-- Source data --
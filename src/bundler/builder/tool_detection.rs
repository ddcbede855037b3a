//! External tool detection and availability checking.
//!
//! Results are cached so repeated checks during a run spawn nothing.

use std::sync::LazyLock;

/// Whether `fakeroot` is available to wrap build tools.
pub static HAS_FAKEROOT: LazyLock<bool> = LazyLock::new(|| detect("fakeroot", "--version"));

/// Whether `lintian` is available for linting .deb artifacts.
pub static HAS_LINTIAN: LazyLock<bool> = LazyLock::new(|| detect("lintian", "--version"));

/// Whether `dpkg-deb` is available for building .deb artifacts.
pub static HAS_DPKG_DEB: LazyLock<bool> = LazyLock::new(|| detect("dpkg-deb", "--version"));

fn detect(tool: &str, version_arg: &str) -> bool {
    match which::which(tool) {
        Ok(path) => {
            log::debug!("Found {} at: {}", tool, path.display());

            match std::process::Command::new(&path).arg(version_arg).output() {
                Ok(output) if output.status.success() => {
                    let version = String::from_utf8_lossy(&output.stdout);
                    log::debug!(
                        "{} available: {}",
                        tool,
                        version.lines().next().unwrap_or_default().trim()
                    );
                    true
                }
                Ok(output) => {
                    log::warn!(
                        "{} found at {} but {} check failed (exit code: {:?}). Stderr: {}",
                        tool,
                        path.display(),
                        version_arg,
                        output.status.code(),
                        String::from_utf8_lossy(&output.stderr)
                    );
                    false
                }
                Err(e) => {
                    log::warn!(
                        "{} found at {} but failed to execute: {}. Check file permissions.",
                        tool,
                        path.display(),
                        e
                    );
                    false
                }
            }
        }
        Err(e) => {
            log::debug!("{} not found in PATH: {}", tool, e);
            false
        }
    }
}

-- Task description --
In the records above, find each line that mentions the string "debug", then copy it.

-- Result of this exercise --
            log::debug!("Found {} at: {}", tool, path.display());
                    log::debug!(
            log::debug!("{} not found in PATH: {}", tool, e);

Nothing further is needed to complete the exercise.